Of the entries below, return exactly those lines that fall between the one containing "fn string_data<'a>(rlp: &UntrustedRlp<'a>)" and the one containing "into a usize.", the two end lines included.
== Working data
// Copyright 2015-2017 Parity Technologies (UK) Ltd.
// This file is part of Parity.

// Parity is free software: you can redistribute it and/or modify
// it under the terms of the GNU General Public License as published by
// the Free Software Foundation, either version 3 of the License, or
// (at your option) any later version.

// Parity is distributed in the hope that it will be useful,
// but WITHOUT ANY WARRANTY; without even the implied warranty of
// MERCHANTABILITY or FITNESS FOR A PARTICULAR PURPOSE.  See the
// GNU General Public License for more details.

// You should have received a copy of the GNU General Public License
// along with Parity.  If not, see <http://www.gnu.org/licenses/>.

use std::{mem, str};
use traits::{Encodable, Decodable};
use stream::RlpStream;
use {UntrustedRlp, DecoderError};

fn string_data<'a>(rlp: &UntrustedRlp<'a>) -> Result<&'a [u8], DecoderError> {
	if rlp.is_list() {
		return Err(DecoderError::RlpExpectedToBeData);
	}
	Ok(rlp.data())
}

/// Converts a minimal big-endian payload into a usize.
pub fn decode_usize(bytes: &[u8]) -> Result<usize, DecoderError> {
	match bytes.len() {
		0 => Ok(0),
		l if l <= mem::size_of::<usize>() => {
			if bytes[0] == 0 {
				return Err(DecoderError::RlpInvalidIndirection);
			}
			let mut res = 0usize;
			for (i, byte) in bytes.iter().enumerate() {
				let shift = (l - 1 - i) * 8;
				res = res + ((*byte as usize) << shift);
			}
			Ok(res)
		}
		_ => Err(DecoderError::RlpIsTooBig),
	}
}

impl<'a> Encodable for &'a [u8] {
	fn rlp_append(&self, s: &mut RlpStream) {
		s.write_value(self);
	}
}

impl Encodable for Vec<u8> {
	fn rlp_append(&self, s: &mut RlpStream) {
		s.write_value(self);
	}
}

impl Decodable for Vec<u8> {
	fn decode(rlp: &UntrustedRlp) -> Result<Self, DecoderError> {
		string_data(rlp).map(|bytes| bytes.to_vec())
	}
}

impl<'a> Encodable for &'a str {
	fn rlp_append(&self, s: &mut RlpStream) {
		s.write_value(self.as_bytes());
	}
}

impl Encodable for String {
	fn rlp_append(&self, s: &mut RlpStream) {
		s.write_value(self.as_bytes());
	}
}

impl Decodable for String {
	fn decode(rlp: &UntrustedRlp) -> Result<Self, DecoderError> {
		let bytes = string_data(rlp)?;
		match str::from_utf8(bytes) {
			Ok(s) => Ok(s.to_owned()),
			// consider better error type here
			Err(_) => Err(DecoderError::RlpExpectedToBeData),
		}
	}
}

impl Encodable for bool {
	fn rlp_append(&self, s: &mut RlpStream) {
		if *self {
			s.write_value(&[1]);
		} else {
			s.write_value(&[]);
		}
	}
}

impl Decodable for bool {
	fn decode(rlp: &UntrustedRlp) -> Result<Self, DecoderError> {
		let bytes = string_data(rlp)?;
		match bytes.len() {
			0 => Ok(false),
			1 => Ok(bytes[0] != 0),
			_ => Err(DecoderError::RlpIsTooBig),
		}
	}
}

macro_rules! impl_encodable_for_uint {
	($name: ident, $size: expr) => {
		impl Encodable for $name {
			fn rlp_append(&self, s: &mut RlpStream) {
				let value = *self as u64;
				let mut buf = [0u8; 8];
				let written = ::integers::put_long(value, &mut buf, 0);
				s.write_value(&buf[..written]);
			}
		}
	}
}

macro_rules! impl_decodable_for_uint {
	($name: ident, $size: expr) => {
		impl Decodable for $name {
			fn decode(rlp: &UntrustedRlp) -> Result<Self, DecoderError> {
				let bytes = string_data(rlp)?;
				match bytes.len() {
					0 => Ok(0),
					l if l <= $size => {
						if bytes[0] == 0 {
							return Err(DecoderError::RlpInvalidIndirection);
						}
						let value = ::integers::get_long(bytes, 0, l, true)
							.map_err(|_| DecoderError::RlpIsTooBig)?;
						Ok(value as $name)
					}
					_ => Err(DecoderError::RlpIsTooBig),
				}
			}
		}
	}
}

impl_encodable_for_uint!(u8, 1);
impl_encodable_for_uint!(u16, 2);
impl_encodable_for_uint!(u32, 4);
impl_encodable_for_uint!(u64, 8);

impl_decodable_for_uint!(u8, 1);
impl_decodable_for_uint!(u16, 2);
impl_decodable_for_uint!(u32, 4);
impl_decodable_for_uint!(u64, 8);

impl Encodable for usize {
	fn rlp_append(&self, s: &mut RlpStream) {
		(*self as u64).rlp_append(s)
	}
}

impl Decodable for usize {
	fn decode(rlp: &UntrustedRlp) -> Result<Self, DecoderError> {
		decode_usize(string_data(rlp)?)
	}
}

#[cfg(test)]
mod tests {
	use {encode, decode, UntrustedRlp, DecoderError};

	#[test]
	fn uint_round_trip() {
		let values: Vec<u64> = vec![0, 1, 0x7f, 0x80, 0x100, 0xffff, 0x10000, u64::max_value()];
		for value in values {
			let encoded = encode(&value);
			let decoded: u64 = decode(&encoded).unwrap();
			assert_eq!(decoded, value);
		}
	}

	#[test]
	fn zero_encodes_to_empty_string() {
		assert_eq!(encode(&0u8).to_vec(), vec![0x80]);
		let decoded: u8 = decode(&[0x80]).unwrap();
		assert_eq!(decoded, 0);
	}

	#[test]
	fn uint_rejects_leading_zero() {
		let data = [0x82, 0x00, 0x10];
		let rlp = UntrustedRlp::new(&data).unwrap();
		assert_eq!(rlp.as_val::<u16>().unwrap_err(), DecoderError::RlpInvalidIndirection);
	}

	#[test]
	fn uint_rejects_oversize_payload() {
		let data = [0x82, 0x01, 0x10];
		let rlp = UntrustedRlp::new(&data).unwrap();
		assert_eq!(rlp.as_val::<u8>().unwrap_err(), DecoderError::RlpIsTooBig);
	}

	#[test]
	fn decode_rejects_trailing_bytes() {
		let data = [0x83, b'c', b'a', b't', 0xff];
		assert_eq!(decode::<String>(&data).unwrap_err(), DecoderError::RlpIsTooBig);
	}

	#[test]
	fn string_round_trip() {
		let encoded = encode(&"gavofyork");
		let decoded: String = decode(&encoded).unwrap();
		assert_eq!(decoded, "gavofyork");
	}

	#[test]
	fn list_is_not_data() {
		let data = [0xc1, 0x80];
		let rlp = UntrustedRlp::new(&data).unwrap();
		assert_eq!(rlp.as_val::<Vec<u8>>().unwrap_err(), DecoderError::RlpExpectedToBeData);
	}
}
====
Solution »
fn string_data<'a>(rlp: &UntrustedRlp<'a>) -> Result<&'a [u8], DecoderError> {
	if rlp.is_list() {
		return Err(DecoderError::RlpExpectedToBeData);
	}
	Ok(rlp.data())
}

/// Converts a minimal big-endian payload into a usize.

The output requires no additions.